**WHAT THE EXERCISE ASKS:**
From the records below, set down exactly the lines starting with the line that contains "if live_bytes >" and going on through the line that contains "One-line human-readable summary.". Nothing else is wanted.

**INPUT MATERIAL:**
--- START ---

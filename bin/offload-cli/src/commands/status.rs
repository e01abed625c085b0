// Copyright (c) 2025 Dimitris Kafetzis
//
// Licensed under the MIT License.
// See LICENSE file in the project root for full license information.
//
// SPDX-License-Identifier: MIT

//! `offload status` command: display the accelerator platform state.
//!
//! Probes the driver for each device class and reports unit counts and
//! clocks. A class with zero units is reported, not an error, so the
//! command works on hosts without accelerators.

use offload_engine::{api_version, AcceleratorDriver, DeviceKind, Executor, SoftDriver};
use std::sync::Arc;

pub async fn execute() -> anyhow::Result<()> {
    println!("╔══════════════════════════════════════════════════════╗");
    println!("║           offload · Accelerator Status              ║");
    println!("╚══════════════════════════════════════════════════════╝");
    println!();

    let driver: Arc<dyn AcceleratorDriver> = Arc::new(SoftDriver::new());

    // ── Platform ───────────────────────────────────────────────
    println!("  Platform");
    println!("   Driver:       {}", driver.name());
    println!("   Engine API:   {}", api_version());
    println!();

    // ── Device Classes ─────────────────────────────────────────
    let mut available: Vec<DeviceKind> = Vec::new();
    for kind in [DeviceKind::Npu, DeviceKind::Dsp] {
        let units = Executor::num_devices(driver.as_ref(), kind);
        println!("  {}", kind.as_str().to_uppercase());
        if units == 0 {
            println!("   Units:        none detected");
            println!();
            continue;
        }
        available.push(kind);
        println!("   Units:        {units}  {}", unit_bar(units));
        println!("   Frequency:    {} MHz", driver.frequency_mhz(kind));
        let names: Vec<String> = (0..units).map(|i| format!("{}{i}", kind.as_str())).collect();
        println!("   Queues:       {}", names.join(", "));
        println!();
    }

    // ── Assessment ─────────────────────────────────────────────
    println!("  Assessment");
    match available.as_slice() {
        [] => {
            println!("   Status:       NO ACCELERATOR UNITS");
            println!("   Note:         `offload run` will exit with an error");
        }
        [kind] => {
            println!("   Status:       {} class online", kind.as_str().to_uppercase());
            println!("   Recommended:  offload run --device {}", kind.as_str());
        }
        _ => {
            println!("   Status:       Heterogeneous platform online");
            println!("   Recommended:  offload run --device both (split by layer group)");
        }
    }
    println!();

    Ok(())
}

/// Creates a visual unit-count bar (one mark per unit, capped at 16).
fn unit_bar(units: usize) -> String {
    let filled = units.min(16);
    format!("[{}{}]", "#".repeat(filled), ".".repeat(16 - filled))
}
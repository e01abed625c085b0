// Copyright (c) 2025 Dimitris Kafetzis
//
// Licensed under the MIT License.
// See LICENSE file in the project root for full license information.
//
// SPDX-License-Identifier: MIT

//! Engine configuration loaded from TOML files or constructed programmatically.
//!
//! # TOML Format
//! ```toml
//! network_file = "./nets/classifier.net"
//! weights_file = "./nets/classifier.params"
//! num_frames = 16
//! run_full_net = false
//! enable_layer_trace = false
//! host_pool_budget = "64M"
//!
//! [layer_groups]
//! 3 = 2
//! 4 = 2
//! ```
//!
//! Input dimensions default to `0`, meaning "take them from the network
//! descriptor"; setting them explicitly lets a caller reject a descriptor
//! that does not match the frames it plans to feed. `layer_groups`
//! reassigns individual layers to a different layers group before the
//! device is configured (keys are layer indices).

use crate::EngineError;
use device_memory::RegionBudget;
use std::collections::BTreeMap;
use std::path::{Path, PathBuf};

/// Default host pool budget when the config does not name one.
pub const DEFAULT_POOL_BUDGET_MB: usize = 64;

/// Everything the executor needs to know to bring a network up on a
/// device class.
#[derive(Debug, Clone, serde::Serialize, serde::Deserialize)]
pub struct Configuration {
    /// Path to the compiled network descriptor.
    pub network_file: PathBuf,
    /// Path to the weights blob referenced by the descriptor.
    pub weights_file: PathBuf,
    /// Expected input channels; `0` takes the descriptor's value.
    #[serde(default)]
    pub input_channels: u32,
    /// Expected input height; `0` takes the descriptor's value.
    #[serde(default)]
    pub input_height: u32,
    /// Expected input width; `0` takes the descriptor's value.
    #[serde(default)]
    pub input_width: u32,
    /// Number of frames a demo loop should process.
    #[serde(default = "default_num_frames")]
    pub num_frames: u32,
    /// Collapse every compute layer into a single layers group.
    #[serde(default)]
    pub run_full_net: bool,
    /// Device parameter heap override in bytes; `None` sizes it from the
    /// descriptor's declared demand.
    pub param_heap_bytes: Option<u32>,
    /// Host pool budget (human-readable, e.g. `"64M"`).
    pub host_pool_budget: Option<String>,
    /// Capture every layer's output on the device for host readback.
    #[serde(default)]
    pub enable_layer_trace: bool,
    /// Record API start/end timestamps for offline visualization.
    #[serde(default)]
    pub enable_api_timestamps: bool,
    /// Frames of calibration history kept by the device quantizer.
    #[serde(default = "default_quant_history_1")]
    pub quant_history_1: u32,
    /// Frames of slow-moving calibration history.
    #[serde(default = "default_quant_history_2")]
    pub quant_history_2: u32,
    /// Extra headroom applied to quantization ranges, in percent.
    #[serde(default)]
    pub quant_margin: u32,
    /// Per-layer group reassignments applied before configure
    /// (layer index, as a string key, to group id).
    #[serde(default)]
    pub layer_groups: BTreeMap<String, u32>,
}

fn default_num_frames() -> u32 {
    1
}

fn default_quant_history_1() -> u32 {
    20
}

fn default_quant_history_2() -> u32 {
    5
}

impl Configuration {
    /// Loads configuration from a TOML file.
    pub fn from_file(path: &Path) -> Result<Self, EngineError> {
        let content =
            std::fs::read_to_string(path).map_err(|source| EngineError::io(path, source))?;
        Self::from_toml(&content)
    }

    /// Parses configuration from a TOML string.
    pub fn from_toml(toml_str: &str) -> Result<Self, EngineError> {
        let config: Self = toml::from_str(toml_str)
            .map_err(|e| EngineError::config(format!("TOML parse error: {e}")))?;
        config.validate()?;
        Ok(config)
    }

    /// Serialises configuration to TOML.
    pub fn to_toml(&self) -> Result<String, EngineError> {
        toml::to_string_pretty(self)
            .map_err(|e| EngineError::config(format!("TOML serialise error: {e}")))
    }

    /// Checks the fields that can be wrong independent of any descriptor.
    pub fn validate(&self) -> Result<(), EngineError> {
        if self.network_file.as_os_str().is_empty() {
            return Err(EngineError::config("network_file must not be empty"));
        }
        if self.weights_file.as_os_str().is_empty() {
            return Err(EngineError::config("weights_file must not be empty"));
        }
        if self.num_frames == 0 {
            return Err(EngineError::config("num_frames must be at least 1"));
        }
        if self.quant_margin > 100 {
            return Err(EngineError::config(format!(
                "quant_margin is a percentage, got {}",
                self.quant_margin
            )));
        }
        self.group_overrides()?;
        Ok(())
    }

    /// Parses `layer_groups` keys into layer indices.
    pub fn group_overrides(&self) -> Result<BTreeMap<u32, u32>, EngineError> {
        let mut overrides = BTreeMap::new();
        for (key, &group) in &self.layer_groups {
            let index: u32 = key.parse().map_err(|_| {
                EngineError::config(format!("layer_groups key '{key}' is not a layer index"))
            })?;
            if group == 0 {
                return Err(EngineError::config(format!(
                    "layer_groups[{key}] assigns reserved group 0"
                )));
            }
            overrides.insert(index, group);
        }
        Ok(overrides)
    }

    /// Resolves the host pool budget, falling back to
    /// [`DEFAULT_POOL_BUDGET_MB`].
    pub fn pool_budget(&self) -> Result<RegionBudget, EngineError> {
        match &self.host_pool_budget {
            Some(text) => RegionBudget::parse(text)
                .map_err(|e| EngineError::config(format!("invalid host_pool_budget: {e}"))),
            None => Ok(RegionBudget::from_mb(DEFAULT_POOL_BUDGET_MB)),
        }
    }

    /// One-line summary for startup logging.
    pub fn summary(&self) -> String {
        format!(
            "net={} weights={} frames={} full_net={} trace={}",
            self.network_file.display(),
            self.weights_file.display(),
            self.num_frames,
            self.run_full_net,
            self.enable_layer_trace,
        )
    }
}

impl Default for Configuration {
    fn default() -> Self {
        Self {
            network_file: PathBuf::new(),
            weights_file: PathBuf::new(),
            input_channels: 0,
            input_height: 0,
            input_width: 0,
            num_frames: 1,
            run_full_net: false,
            param_heap_bytes: None,
            host_pool_budget: None,
            enable_layer_trace: false,
            enable_api_timestamps: false,
            quant_history_1: default_quant_history_1(),
            quant_history_2: default_quant_history_2(),
            quant_margin: 0,
            layer_groups: BTreeMap::new(),
        }
    }
}
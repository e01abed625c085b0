// Copyright (c) 2025 Dimitris Kafetzis
//
// Licensed under the MIT License.
// See LICENSE file in the project root for full license information.
//
// SPDX-License-Identifier: MIT

//! Cumulative allocator metrics.
//!
//! [`PoolStats`] is a plain snapshot struct; the pool keeps the live copy
//! behind a lock and hands out clones on request.

/// Cumulative metrics for a [`DevicePool`](crate::DevicePool).
#[derive(Debug, Clone, Default)]
pub struct PoolStats {
    /// Total number of successful allocations.
    pub allocations: u64,
    /// Total number of buffers returned to the pool.
    pub releases: u64,
    /// Allocations served from the free list.
    pub reuse_hits: u64,
    /// Allocations that had to grab fresh memory.
    pub reuse_misses: u64,
    /// Allocations rejected because the budget was exhausted.
    pub oom_count: u64,
    /// Highest number of live bytes observed.
    pub peak_live_bytes: usize,
    /// Sum of all requested bytes over the pool's lifetime.
    pub total_requested_bytes: u64,
}

impl PoolStats {
    pub(crate) fn record_hit(&mut self, size_bytes: usize) {
        self.allocations += 1;
        self.reuse_hits += 1;
        self.total_requested_bytes += size_bytes as u64;
    }

    pub(crate) fn record_miss(&mut self, size_bytes: usize) {
        self.allocations += 1;
        self.reuse_misses += 1;
        self.total_requested_bytes += size_bytes as u64;
    }

    pub(crate) fn record_release(&mut self) {
        self.releases += 1;
    }

    pub(crate) fn record_oom(&mut self) {
        self.oom_count += 1;
    }

    pub(crate) fn update_peak(&mut self, live_bytes: usize) {
        if live_bytes > self.peak_live_bytes {
            self.peak_live_bytes = live_bytes;
        }
    }

    /// Fraction of allocations served from the free list, in `[0, 1]`.
    pub fn reuse_ratio(&self) -> f64 {
        if self.allocations == 0 {
            return 0.0;
        }
        self.reuse_hits as f64 / self.allocations as f64
    }

    /// One-line human-readable summary.
    pub fn summary(&self) -> String {
        format!(
            "allocs={} releases={} reuse={:.0}% peak={:.2}MB oom={}",
            self.allocations,
            self.releases,
            self.reuse_ratio() * 100.0,
            self.peak_live_bytes as f64 / (1024.0 * 1024.0),
            self.oom_count,
        )
    }
}

#[cfg(test)]
mod tests {
    use super::*;

    #[test]
    fn test_reuse_ratio() {
        let mut stats = PoolStats::default();
        assert_eq!(stats.reuse_ratio(), 0.0);

        stats.record_miss(100);
        stats.record_hit(100);
        stats.record_hit(100);
        assert!((stats.reuse_ratio() - 2.0 / 3.0).abs() < 1e-9);
    }

    #[test]
    fn test_peak_tracking() {
        let mut stats = PoolStats::default();
        stats.update_peak(1000);
        stats.update_peak(500);
        stats.update_peak(2000);
        assert_eq!(stats.peak_live_bytes, 2000);
    }

    #[test]
    fn test_summary_contains_fields() {
        let mut stats = PoolStats::default();
        stats.record_miss(4096);
        let s = stats.summary();
        assert!(s.contains("allocs=1"));
        assert!(s.contains("oom=0"));
    }
}
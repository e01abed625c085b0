// Copyright (c) 2025 Dimitris Kafetzis
//
// Licensed under the MIT License.
// See LICENSE file in the project root for full license information.
//
// SPDX-License-Identifier: MIT

//! Completion events for in-flight kernel calls.
//!
//! A [`Completion`] is handed out at enqueue time and signalled exactly
//! once by the queue worker. Waiting is cheap (condvar, no spinning) and
//! any number of clones may wait on the same event.

use parking_lot::{Condvar, Mutex};
use std::sync::Arc;

type Callback = Box<dyn FnOnce() + Send>;

struct CompletionState {
    inner: Mutex<Inner>,
    cv: Condvar,
}

struct Inner {
    complete: bool,
    callbacks: Vec<Callback>,
}

/// One kernel call's completion event.
#[derive(Clone)]
pub struct Completion {
    state: Arc<CompletionState>,
}

impl Completion {
    pub(crate) fn new() -> Self {
        Self {
            state: Arc::new(CompletionState {
                inner: Mutex::new(Inner {
                    complete: false,
                    callbacks: Vec::new(),
                }),
                cv: Condvar::new(),
            }),
        }
    }

    /// Blocks until the call has finished on the device.
    pub fn wait(&self) {
        let mut inner = self.state.inner.lock();
        while !inner.complete {
            self.state.cv.wait(&mut inner);
        }
    }

    /// Non-blocking completion check.
    pub fn is_complete(&self) -> bool {
        self.state.inner.lock().complete
    }

    /// Runs `f` once the call completes. Runs immediately when the call
    /// has already finished.
    pub fn on_complete(&self, f: impl FnOnce() + Send + 'static) {
        let run_now = {
            let mut inner = self.state.inner.lock();
            if inner.complete {
                true
            } else {
                inner.callbacks.push(Box::new(f));
                return;
            }
        };
        if run_now {
            f();
        }
    }

    /// Runs the registered callbacks, then marks the call complete and
    /// wakes every waiter. A waiter never observes completion before
    /// the call's callbacks have run. Callbacks run on the signalling
    /// thread, outside the lock.
    pub(crate) fn signal(&self) {
        loop {
            let callbacks = {
                let mut inner = self.state.inner.lock();
                if inner.callbacks.is_empty() {
                    inner.complete = true;
                    break;
                }
                std::mem::take(&mut inner.callbacks)
            };
            for cb in callbacks {
                cb();
            }
        }
        self.state.cv.notify_all();
    }
}

impl std::fmt::Debug for Completion {
    fn fmt(&self, f: &mut std::fmt::Formatter<'_>) -> std::fmt::Result {
        f.debug_struct("Completion")
            .field("complete", &self.is_complete())
            .finish()
    }
}

#[cfg(test)]
mod tests {
    use super::*;
    use std::sync::atomic::{AtomicUsize, Ordering};

    #[test]
    fn test_wait_blocks_until_signal() {
        let completion = Completion::new();
        let remote = completion.clone();

        let handle = std::thread::spawn(move || {
            std::thread::sleep(std::time::Duration::from_millis(10));
            remote.signal();
        });

        assert!(!completion.is_complete());
        completion.wait();
        assert!(completion.is_complete());
        handle.join().unwrap();
    }

    #[test]
    fn test_callback_before_signal() {
        let completion = Completion::new();
        let hits = Arc::new(AtomicUsize::new(0));

        let h = hits.clone();
        completion.on_complete(move || {
            h.fetch_add(1, Ordering::SeqCst);
        });
        assert_eq!(hits.load(Ordering::SeqCst), 0);

        completion.signal();
        assert_eq!(hits.load(Ordering::SeqCst), 1);
    }

    #[test]
    fn test_wait_observes_callbacks() {
        let completion = Completion::new();
        let hits = Arc::new(AtomicUsize::new(0));

        let h = hits.clone();
        completion.on_complete(move || {
            h.fetch_add(1, Ordering::SeqCst);
        });

        let waiter = {
            let c = completion.clone();
            let h = hits.clone();
            std::thread::spawn(move || {
                c.wait();
                h.load(Ordering::SeqCst)
            })
        };

        std::thread::sleep(std::time::Duration::from_millis(5));
        completion.signal();
        assert_eq!(waiter.join().unwrap(), 1);
    }

    #[test]
    fn test_callback_after_signal_runs_immediately() {
        let completion = Completion::new();
        completion.signal();

        let hits = Arc::new(AtomicUsize::new(0));
        let h = hits.clone();
        completion.on_complete(move || {
            h.fetch_add(1, Ordering::SeqCst);
        });
        assert_eq!(hits.load(Ordering::SeqCst), 1);
    }

    #[test]
    fn test_multiple_waiters() {
        let completion = Completion::new();
        let mut handles = Vec::new();
        for _ in 0..4 {
            let c = completion.clone();
            handles.push(std::thread::spawn(move || c.wait()));
        }
        completion.signal();
        for h in handles {
            h.join().unwrap();
        }
    }
}
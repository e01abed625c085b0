// Copyright (c) 2025 Dimitris Kafetzis
//
// Licensed under the MIT License.
// See LICENSE file in the project root for full license information.
//
// SPDX-License-Identifier: MIT

//! Executors: one configured network group on one device class.
//!
//! An [`Executor`] brings a compiled network up on a set of same-class
//! units and hands out one [`ExecutionObject`] per unit, all running the
//! executor's layers group. Construction is all-or-nothing: the
//! descriptor and weights are staged into device-visible memory, the
//! device is configured once for the whole network, and every unit's
//! setup call must succeed before `new` returns. Dropping the executor
//! tears the group down on every unit.
//!
//! A network whose layers are split across several groups takes one
//! executor per group; their execution objects are then chained with an
//! [`ExecutionObjectPipeline`].
//!
//! [`ExecutionObject`]: crate::ExecutionObject
//! [`ExecutionObjectPipeline`]: crate::ExecutionObjectPipeline

use crate::config::Configuration;
use crate::device::{ContextSlot, Device};
use crate::execution_object::{CallType, EoHandle, ExecutionObject};
use crate::{timestamp, EngineError};
use accel_driver::{
    AcceleratorDriver, ArgAccess, DeviceKind, KernelArg, ProgramSource, KERNEL_CONFIGURE,
};
use device_memory::{DevicePool, HostBuffer, PoolStats};
use net_format::{ConfigureParams, DeviceStatus, NetDescriptor, WeightsBlob};
use parking_lot::Mutex;
use std::sync::Arc;

/// One device class configured with a network, exposing an execution
/// object per unit.
pub struct Executor {
    device: Arc<Device>,
    descriptor: Arc<NetDescriptor>,
    pool: DevicePool,
    eos: Vec<EoHandle>,
    group_id: u32,
    // Staged network images; the device may read them for the context's
    // lifetime.
    descriptor_buf: HostBuffer,
    weights_buf: HostBuffer,
}
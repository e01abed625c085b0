// Copyright (c) 2025 Dimitris Kafetzis
//
// Licensed under the MIT License.
// See LICENSE file in the project root for full license information.
//
// SPDX-License-Identifier: MIT

//! `offload run` command: drive a configured network at frame rate.
//!
//! Builds the executor/pipeline ladder for the requested device classes
//! and runs the canonical double-buffered loop:
//! ```text
//! for i in 0..frames + |eops| {
//!     eop = eops[i % |eops|]
//!     if eop.wait()  { emit frame }
//!     if i < frames  { fill input; eop.start_async() }
//! }
//! ```
//! The trailing `|eops|` iterations flush frames still in flight.

use anyhow::{bail, Context};
use net_format::NetManifest;
use offload_engine::{
    api_version, AcceleratorDriver, Configuration, DeviceKind, ExecutionObjectPipeline, Executor,
    SoftDriver,
};
use std::path::PathBuf;
use std::sync::Arc;
use std::time::Instant;

/// Extra pipelines per execution object, hiding host I/O behind compute.
const BUFFER_FACTOR: usize = 2;

pub async fn execute(
    config_path: PathBuf,
    input: Option<PathBuf>,
    device: String,
    num_devices: Option<usize>,
    frames: Option<u32>,
    timestamps: Option<PathBuf>,
) -> anyhow::Result<()> {
    println!("╔══════════════════════════════════════════════════════╗");
    println!("║             offload · Frame Runner                  ║");
    println!("╚══════════════════════════════════════════════════════╝");
    println!();

    // ── Configuration ──────────────────────────────────────────
    let mut config = Configuration::from_file(&config_path)
        .with_context(|| format!("loading '{}'", config_path.display()))?;
    let num_frames = frames.unwrap_or(config.num_frames);

    // Keep a synthetic net alive for the whole run when falling back.
    let _demo_dir = if config.network_file.exists() {
        None
    } else {
        tracing::warn!(net = %config.network_file.display(), "network artifacts not found");
        println!("  Network artifacts not found. Running synthetic classifier demo...");
        println!();
        Some(synthesize_artifacts(&mut config)?)
    };

    println!("  Config:   {}", config.summary());
    println!("  Engine:   api {}", api_version());
    println!("  Frames:   {num_frames}");
    println!();

    let driver: Arc<dyn AcceleratorDriver> = Arc::new(SoftDriver::new());

    // ── Executors ──────────────────────────────────────────────
    println!("  [1/3] Bringing the network up...");
    let mut executors: Vec<Executor> = Vec::new();
    match device.to_lowercase().as_str() {
        "npu" | "dsp" => {
            let kind = parse_kind(&device)?;
            // A single class runs the whole network as one group.
            config.run_full_net = true;
            executors.push(build_executor(
                &driver,
                kind,
                num_devices,
                &config,
                net_format::DEFAULT_LAYERS_GROUP,
            )?);
        }
        "both" => {
            // Group 1 on the NPU class, group 2 on the DSP class.
            executors.push(build_executor(&driver, DeviceKind::Npu, num_devices, &config, 1)?);
            executors.push(build_executor(&driver, DeviceKind::Dsp, num_devices, &config, 2)?);
        }
        other => bail!("unknown device class '{other}'; expected npu, dsp, or both"),
    }
    for executor in &executors {
        println!(
            "        {:?}: {} execution object(s), group {}",
            executor.kind(),
            executor.num_execution_objects(),
            executor.group_id(),
        );
    }
    println!();

    // ── Pipelines ──────────────────────────────────────────────
    println!("  [2/3] Assembling pipelines (buffer factor {BUFFER_FACTOR})...");
    let mut eops = assemble_pipelines(&executors)?;
    println!("        {} pipeline(s): {}", eops.len(), eops[0].device_name());
    println!();

    let frame_bytes = eops[0].input_size_bytes();
    let frame = load_frame(input.as_deref(), frame_bytes)?;

    // ── Frame loop ─────────────────────────────────────────────
    println!("  [3/3] Processing {num_frames} frame(s)...");
    println!();

    let num_eops = eops.len();
    let started = Instant::now();
    let mut device_ms_total = 0.0f64;

    for i in 0..num_frames as usize + num_eops {
        let eop = &mut eops[i % num_eops];

        if eop.process_frame_wait()? {
            let scores = eop.output_buffer().to_vec();
            let winner = argmax(&scores);
            device_ms_total += eop.process_time_ms();
            println!(
                "   frame {:04}  →  class {:2}  (score {:3})  {:7.3} ms  [{}]",
                eop.frame_index(),
                winner,
                scores[winner],
                eop.process_time_ms(),
                eop.device_name(),
            );
        }

        if i < num_frames as usize {
            eop.set_frame_index(i as u32);
            fill_input(eop, &frame, i as u32)?;
            eop.process_frame_start_async()?;
        }
    }

    let wall = started.elapsed();
    println!();
    println!("  Results:");
    println!("   Frames:        {num_frames}");
    println!("   Wall time:     {:.1} ms", wall.as_secs_f64() * 1e3);
    println!(
        "   Throughput:    {:.1} frames/s",
        num_frames as f64 / wall.as_secs_f64().max(1e-9),
    );
    println!(
        "   Device time:   {:.3} ms/frame (sum over stages)",
        device_ms_total / num_frames.max(1) as f64,
    );
    for executor in &executors {
        println!(
            "   Pool ({}):    {}",
            executor.kind().as_str(),
            executor.pool_stats().summary(),
        );
    }

    if let Some(path) = timestamps {
        offload_engine::timestamp::write_csv(&path)?;
        println!("   Timestamps:    {}", path.display());
    }

    Ok(())
}

/// Opens one executor over the first `requested` units of `kind`.
fn build_executor(
    driver: &Arc<dyn AcceleratorDriver>,
    kind: DeviceKind,
    requested: Option<usize>,
    config: &Configuration,
    group_id: u32,
) -> anyhow::Result<Executor> {
    let available = Executor::num_devices(driver.as_ref(), kind);
    if available == 0 {
        bail!("no {} units detected on this platform", kind.as_str());
    }
    let take = requested.unwrap_or(available).min(available);
    if take == 0 {
        bail!("zero {} units requested", kind.as_str());
    }
    let units: Vec<u8> = (0..take as u8).collect();
    Ok(Executor::new(
        Arc::clone(driver),
        kind,
        &units,
        config,
        group_id,
    )?)
}

/// Chains one execution object per executor into each pipeline,
/// `BUFFER_FACTOR` pipelines per chain.
fn assemble_pipelines(
    executors: &[Executor],
) -> anyhow::Result<Vec<ExecutionObjectPipeline>> {
    let chains = executors
        .iter()
        .map(Executor::num_execution_objects)
        .min()
        .unwrap_or(0);
    if chains == 0 {
        bail!("no execution objects to assemble");
    }

    let mut eops = Vec::with_capacity(chains * BUFFER_FACTOR);
    for round in 0..BUFFER_FACTOR {
        for chain in 0..chains {
            let stages = executors
                .iter()
                .map(|e| {
                    e.execution_object(chain)
                        .context("executor lost an execution object")
                })
                .collect::<anyhow::Result<Vec<_>>>()?;
            let pool = executors[0].pool();
            let eop = ExecutionObjectPipeline::new(stages, pool)?;
            tracing::debug!(round, chain, name = %eop.device_name(), "pipeline assembled");
            eops.push(eop);
        }
    }
    Ok(eops)
}

/// Writes the frame bytes (or a synthetic pattern) into the pipeline's
/// input buffer.
fn fill_input(
    eop: &ExecutionObjectPipeline,
    frame: &Option<Vec<u8>>,
    index: u32,
) -> anyhow::Result<()> {
    let buffer = eop.input_buffer();
    match frame {
        Some(bytes) => buffer
            .write_at(0, bytes)
            .map_err(|e| anyhow::anyhow!("frame upload failed: {e}"))?,
        None => {
            let mut guard = buffer.write();
            for (i, b) in guard.iter_mut().enumerate() {
                *b = (index as usize * 31 + i * 7) as u8;
            }
        }
    }
    Ok(())
}

/// Reads one raw frame from `path`, checking it covers the network's
/// input size.
fn load_frame(path: Option<&std::path::Path>, frame_bytes: usize) -> anyhow::Result<Option<Vec<u8>>> {
    let Some(path) = path else {
        return Ok(None);
    };
    let mut bytes =
        std::fs::read(path).with_context(|| format!("reading frame '{}'", path.display()))?;
    if bytes.len() < frame_bytes {
        bail!(
            "input frame is {} bytes, network expects {}",
            bytes.len(),
            frame_bytes
        );
    }
    bytes.truncate(frame_bytes);
    Ok(Some(bytes))
}

/// Builds the demo classifier into a temp directory and points the
/// configuration at it.
fn synthesize_artifacts(config: &mut Configuration) -> anyhow::Result<tempfile::TempDir> {
    let dir = tempfile::tempdir().context("creating demo directory")?;
    let manifest = NetManifest::classifier("demo-classifier", 28, 28, 1, 10).with_groups(&[1, 2]);
    let (descriptor, weights) = manifest
        .build()
        .map_err(|e| anyhow::anyhow!("building demo net: {e}"))?;

    let network_file = dir.path().join("demo.net");
    let weights_file = dir.path().join("demo.params");
    descriptor
        .write_file(&network_file)
        .map_err(|e| anyhow::anyhow!("writing demo net: {e}"))?;
    std::fs::write(&weights_file, &weights).context("writing demo weights")?;

    config.network_file = network_file;
    config.weights_file = weights_file;
    Ok(dir)
}

fn parse_kind(s: &str) -> anyhow::Result<DeviceKind> {
    DeviceKind::from_str_loose(s)
        .ok_or_else(|| anyhow::anyhow!("unknown device class '{s}'; expected npu or dsp"))
}

fn argmax(bytes: &[u8]) -> usize {
    let mut best = 0;
    for (i, &b) in bytes.iter().enumerate() {
        if b > bytes[best] {
            best = i;
        }
    }
    best
}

--- END ---

**TASK RESULT:**
        if live_bytes > self.peak_live_bytes {
            self.peak_live_bytes = live_bytes;
        }
    }

    /// Fraction of allocations served from the free list, in `[0, 1]`.
    pub fn reuse_ratio(&self) -> f64 {
        if self.allocations == 0 {
            return 0.0;
        }
        self.reuse_hits as f64 / self.allocations as f64
    }

    /// One-line human-readable summary.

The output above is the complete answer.